● **Data provided**:
-- Opening Marker --
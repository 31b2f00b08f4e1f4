use std::sync::Arc;
use std::sync::atomic::{AtomicUsize, Ordering};

use airesearch_core::{
    AgentRole, AnalyzeStage, Finding, Orchestrator, PipelineSettings, Report, ReportSection,
    ReportStage, ResearchError, RunOptions, SearchStage, SourceSnippet, Topic,
};
use async_trait::async_trait;

struct StubSearch {
    calls: AtomicUsize,
    result: Result<Vec<SourceSnippet>, ResearchError>,
}

impl StubSearch {
    fn returning(snippets: Vec<SourceSnippet>) -> Arc<Self> {
        Arc::new(Self {
            calls: AtomicUsize::new(0),
            result: Ok(snippets),
        })
    }

    fn failing(error: ResearchError) -> Arc<Self> {
        Arc::new(Self {
            calls: AtomicUsize::new(0),
            result: Err(error),
        })
    }
}

#[async_trait]
impl SearchStage for StubSearch {
    async fn search(
        &self,
        _topic: &Topic,
        max_results: usize,
    ) -> Result<Vec<SourceSnippet>, ResearchError> {
        self.calls.fetch_add(1, Ordering::SeqCst);
        self.result
            .clone()
            .map(|snippets| snippets.into_iter().take(max_results).collect())
    }
}

/// One finding per snippet, optionally pointing past the end.
struct StubAnalyzer {
    calls: AtomicUsize,
    out_of_range: bool,
    failure: Option<ResearchError>,
}

impl StubAnalyzer {
    fn new(out_of_range: bool) -> Arc<Self> {
        Arc::new(Self {
            calls: AtomicUsize::new(0),
            out_of_range,
            failure: None,
        })
    }

    fn failing(error: ResearchError) -> Arc<Self> {
        Arc::new(Self {
            calls: AtomicUsize::new(0),
            out_of_range: false,
            failure: Some(error),
        })
    }
}

#[async_trait]
impl AnalyzeStage for StubAnalyzer {
    async fn analyze(&self, snippets: &[SourceSnippet]) -> Result<Vec<Finding>, ResearchError> {
        self.calls.fetch_add(1, Ordering::SeqCst);
        if let Some(error) = &self.failure {
            return Err(error.clone());
        }
        let mut findings: Vec<Finding> = snippets
            .iter()
            .enumerate()
            .map(|(idx, snippet)| Finding::new(snippet.excerpt.clone(), [idx]))
            .collect();
        if self.out_of_range {
            findings.push(Finding::new("phantom claim", [snippets.len() + 4]));
        }
        Ok(findings)
    }
}

/// Empty findings are refused; otherwise one section citing everything.
struct StubReporter {
    calls: AtomicUsize,
    stray_citation: Option<usize>,
    failure: Option<ResearchError>,
}

impl StubReporter {
    fn new() -> Arc<Self> {
        Arc::new(Self {
            calls: AtomicUsize::new(0),
            stray_citation: None,
            failure: None,
        })
    }

    /// Also cites `index`, which no finding references.
    fn citing(index: usize) -> Arc<Self> {
        Arc::new(Self {
            calls: AtomicUsize::new(0),
            stray_citation: Some(index),
            failure: None,
        })
    }

    fn failing(error: ResearchError) -> Arc<Self> {
        Arc::new(Self {
            calls: AtomicUsize::new(0),
            stray_citation: None,
            failure: Some(error),
        })
    }
}

#[async_trait]
impl ReportStage for StubReporter {
    async fn generate(
        &self,
        topic: &Topic,
        findings: &[Finding],
        _snippets: &[SourceSnippet],
    ) -> Result<Report, ResearchError> {
        self.calls.fetch_add(1, Ordering::SeqCst);
        if let Some(error) = &self.failure {
            return Err(error.clone());
        }
        if findings.is_empty() {
            return Err(ResearchError::EmptyInput);
        }
        let mut citations: Vec<usize> = findings
            .iter()
            .flat_map(|finding| finding.source_indices.iter().copied())
            .collect();
        citations.extend(self.stray_citation);
        Ok(Report {
            title: format!("Research Report: {topic}"),
            sections: vec![ReportSection::new(
                "Key Findings",
                findings
                    .iter()
                    .map(|finding| finding.claim.as_str())
                    .collect::<Vec<_>>()
                    .join(" "),
                citations,
            )],
        })
    }
}

fn quantum_snippets() -> Vec<SourceSnippet> {
    vec![
        SourceSnippet::new(
            "Quantum Computing Basics",
            "https://example.com/quantum-basics",
            "Quantum computers use qubits that can exist in superposition.",
        ),
        SourceSnippet::new(
            "Error Correction Advances",
            "https://example.com/quantum-error-correction",
            "Researchers demonstrated logical qubits with lower error rates.",
        ),
        SourceSnippet::new(
            "Quantum Applications",
            "https://example.com/quantum-applications",
            "Drug discovery and cryptography are early quantum applications.",
        ),
    ]
}

fn orchestrator(
    search: Arc<StubSearch>,
    analyzer: Arc<StubAnalyzer>,
    reporter: Arc<StubReporter>,
) -> Orchestrator {
    Orchestrator::new(
        search,
        analyzer,
        reporter,
        PipelineSettings {
            max_results: 5,
            ..PipelineSettings::default()
        },
    )
}

#[tokio::test]
async fn quantum_computing_run_cites_only_known_sources() {
    let search = StubSearch::returning(quantum_snippets());
    let analyzer = StubAnalyzer::new(false);
    let reporter = StubReporter::new();
    let orchestrator = orchestrator(search.clone(), analyzer.clone(), reporter.clone());

    let topic = Topic::new("quantum computing").unwrap();
    let outcome = orchestrator
        .run_with_options(RunOptions::new(topic).with_run_id("run-quantum"))
        .await
        .expect("pipeline should succeed");

    assert_eq!(outcome.run_id, "run-quantum");
    assert_eq!(outcome.snippets.len(), 3);
    assert!(
        outcome
            .findings
            .iter()
            .all(|finding| finding.source_indices.iter().all(|idx| *idx <= 2))
    );
    assert!(!outcome.report.sections.is_empty());
    assert!(outcome.report.cited_indices().iter().all(|idx| *idx <= 2));
    assert!(outcome.keywords.iter().any(|keyword| keyword == "qubits"));

    let stages: Vec<AgentRole> = outcome.trace.iter().map(|event| event.stage).collect();
    assert_eq!(
        stages,
        vec![AgentRole::Search, AgentRole::Analyzer, AgentRole::Report]
    );
    assert_eq!(search.calls.load(Ordering::SeqCst), 1);
    assert_eq!(analyzer.calls.load(Ordering::SeqCst), 1);
    assert_eq!(reporter.calls.load(Ordering::SeqCst), 1);
}

#[tokio::test]
async fn zero_snippets_surface_empty_input() {
    let reporter = StubReporter::new();
    let orchestrator = orchestrator(
        StubSearch::returning(Vec::new()),
        StubAnalyzer::new(false),
        reporter.clone(),
    );

    let err = orchestrator
        .run(&Topic::new("an obscure topic").unwrap())
        .await
        .unwrap_err();

    assert_eq!(err, ResearchError::EmptyInput);
    assert_eq!(reporter.calls.load(Ordering::SeqCst), 1);
}

#[tokio::test]
async fn search_failure_stops_before_later_stages() {
    let analyzer = StubAnalyzer::new(false);
    let reporter = StubReporter::new();
    let failure = ResearchError::SearchUnavailable("connection refused".to_string());
    let orchestrator = orchestrator(
        StubSearch::failing(failure.clone()),
        analyzer.clone(),
        reporter.clone(),
    );

    let err = orchestrator
        .run(&Topic::new("climate change").unwrap())
        .await
        .unwrap_err();

    assert_eq!(err, failure);
    assert_eq!(analyzer.calls.load(Ordering::SeqCst), 0);
    assert_eq!(reporter.calls.load(Ordering::SeqCst), 0);
}

#[tokio::test]
async fn out_of_range_findings_fail_analysis_without_reporting() {
    let reporter = StubReporter::new();
    let orchestrator = orchestrator(
        StubSearch::returning(quantum_snippets()),
        StubAnalyzer::new(true),
        reporter.clone(),
    );

    let err = orchestrator
        .run(&Topic::new("quantum computing").unwrap())
        .await
        .unwrap_err();

    assert!(matches!(err, ResearchError::AnalysisFailed(_)));
    assert_eq!(reporter.calls.load(Ordering::SeqCst), 0);
}

#[tokio::test]
async fn unsupported_report_citation_fails_generation() {
    let reporter = StubReporter::citing(7);
    let orchestrator = orchestrator(
        StubSearch::returning(quantum_snippets()),
        StubAnalyzer::new(false),
        reporter.clone(),
    );

    let err = orchestrator
        .run_with_options(RunOptions::new(Topic::new("quantum computing").unwrap()))
        .await
        .unwrap_err();

    assert!(matches!(err, ResearchError::GenerationFailed(_)));
    assert_eq!(reporter.calls.load(Ordering::SeqCst), 1);
}

#[tokio::test]
async fn analyzer_error_is_returned_unchanged() {
    let reporter = StubReporter::new();
    let failure = ResearchError::AnalysisFailed("model returned prose".to_string());
    let orchestrator = orchestrator(
        StubSearch::returning(quantum_snippets()),
        StubAnalyzer::failing(failure.clone()),
        reporter.clone(),
    );

    let err = orchestrator
        .run(&Topic::new("quantum computing").unwrap())
        .await
        .unwrap_err();

    assert_eq!(err, failure);
    assert_eq!(reporter.calls.load(Ordering::SeqCst), 0);
}

#[tokio::test]
async fn reporter_error_is_returned_unchanged() {
    let failure = ResearchError::GenerationFailed("upstream returned 503".to_string());
    let orchestrator = orchestrator(
        StubSearch::returning(quantum_snippets()),
        StubAnalyzer::new(false),
        StubReporter::failing(failure.clone()),
    );

    let err = orchestrator
        .run(&Topic::new("quantum computing").unwrap())
        .await
        .unwrap_err();

    assert_eq!(err, failure);
}

#[tokio::test]
async fn zero_max_results_is_invalid_input() {
    let search = StubSearch::returning(quantum_snippets());
    let orchestrator = Orchestrator::new(
        search.clone(),
        StubAnalyzer::new(false),
        StubReporter::new(),
        PipelineSettings {
            max_results: 0,
            ..PipelineSettings::default()
        },
    );

    let err = orchestrator
        .run(&Topic::new("quantum computing").unwrap())
        .await
        .unwrap_err();

    assert!(matches!(err, ResearchError::InvalidInput(_)));
    assert_eq!(search.calls.load(Ordering::SeqCst), 0);
}

#[tokio::test]
async fn concurrent_runs_do_not_share_state() {
    let orchestrator = orchestrator(
        StubSearch::returning(quantum_snippets()),
        StubAnalyzer::new(false),
        StubReporter::new(),
    );

    let first_topic = Topic::new("quantum computing").unwrap();
    let second_topic = Topic::new("quantum sensing").unwrap();
    let (first, second) = tokio::join!(
        orchestrator.run(&first_topic),
        orchestrator.run(&second_topic)
    );

    let first = first.expect("first run");
    let second = second.expect("second run");
    assert_eq!(first.title, "Research Report: quantum computing");
    assert_eq!(second.title, "Research Report: quantum sensing");
}
//! Prompt text for the generative stages.

use std::fmt::Write as _;

use airesearch_core::{Finding, SourceSnippet, Topic, truncate_chars};

pub const QUERY_SYSTEM: &str = "You are a research query generator.";
pub const ANALYST_SYSTEM: &str =
    "You are an expert research analyst. You only state claims supported by the numbered sources.";
pub const WRITER_SYSTEM: &str =
    "You are a research report writer. You cite sources only by the numbers you are given.";

pub fn query_prompt(topic: &Topic, count: usize) -> String {
    format!(
        "Generate {count} different web search queries to research the topic: \"{topic}\".\n\
         Cover a general overview, recent developments and practical applications.\n\
         Return ONLY the queries, one per line, without numbering or explanation."
    )
}

/// Numbered snippets, each excerpt cut to an even share of `max_context_chars`.
pub fn analysis_prompt(
    snippets: &[SourceSnippet],
    max_findings: usize,
    max_context_chars: usize,
) -> String {
    let per_snippet = (max_context_chars / snippets.len().max(1)).max(80);

    let mut sources = String::new();
    for (idx, snippet) in snippets.iter().enumerate() {
        let _ = writeln!(
            sources,
            "[{idx}] {}\n{}\n",
            snippet.title.trim(),
            truncate_chars(snippet.excerpt.trim(), per_snippet)
        );
    }

    format!(
        "Extract up to {max_findings} distinct factual findings from the sources below.\n\
         Each finding must cite the zero-based numbers of the sources that support it.\n\n\
         Sources:\n{sources}\
         Respond with JSON only, shaped as:\n\
         {{\"findings\": [{{\"claim\": \"...\", \"sources\": [0, 2]}}]}}"
    )
}

pub fn report_prompt(topic: &Topic, findings: &[Finding], snippets: &[SourceSnippet]) -> String {
    let mut listed = String::new();
    for (idx, finding) in findings.iter().enumerate() {
        let cited = finding
            .source_indices
            .iter()
            .map(|source| {
                let title = snippets
                    .get(*source)
                    .map(|snippet| snippet.title.trim())
                    .unwrap_or("unknown source");
                format!("{source} ({title})")
            })
            .collect::<Vec<_>>()
            .join("; ");
        let _ = writeln!(listed, "{}. {} [sources: {cited}]", idx + 1, finding.claim.trim());
    }

    format!(
        "Write a structured research report on \"{topic}\" using only these findings:\n\
         {listed}\n\
         Organise the report into a few sections (for example an overview, key findings and implications).\n\
         Each section lists the source numbers it relies on in \"citations\"; only use numbers shown above.\n\
         Respond with JSON only, shaped as:\n\
         {{\"title\": \"...\", \"sections\": [{{\"heading\": \"...\", \"body\": \"...\", \"citations\": [0]}}]}}"
    )
}

#[cfg(test)]
mod tests {
    use super::*;

    #[test]
    fn analysis_prompt_numbers_sources_from_zero() {
        let snippets = vec![
            SourceSnippet::new("First", "https://a.example", "Alpha excerpt."),
            SourceSnippet::new("Second", "https://b.example", "Beta excerpt."),
        ];
        let prompt = analysis_prompt(&snippets, 4, 3000);
        assert!(prompt.contains("[0] First"));
        assert!(prompt.contains("[1] Second"));
        assert!(prompt.contains("up to 4"));
    }

    #[test]
    fn report_prompt_lists_findings_with_titles() {
        let topic = Topic::new("climate change").unwrap();
        let snippets = vec![SourceSnippet::new("Climate Overview", "https://c.example", "x")];
        let findings = vec![Finding::new("Temperatures are rising.", [0])];
        let prompt = report_prompt(&topic, &findings, &snippets);
        assert!(prompt.contains("1. Temperatures are rising. [sources: 0 (Climate Overview)]"));
    }
}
-- Closing Marker --
● **What to produce**: In the entries above, some lines may contain the string "const"; report how many, without additional comment.

● **Exercise response**: 3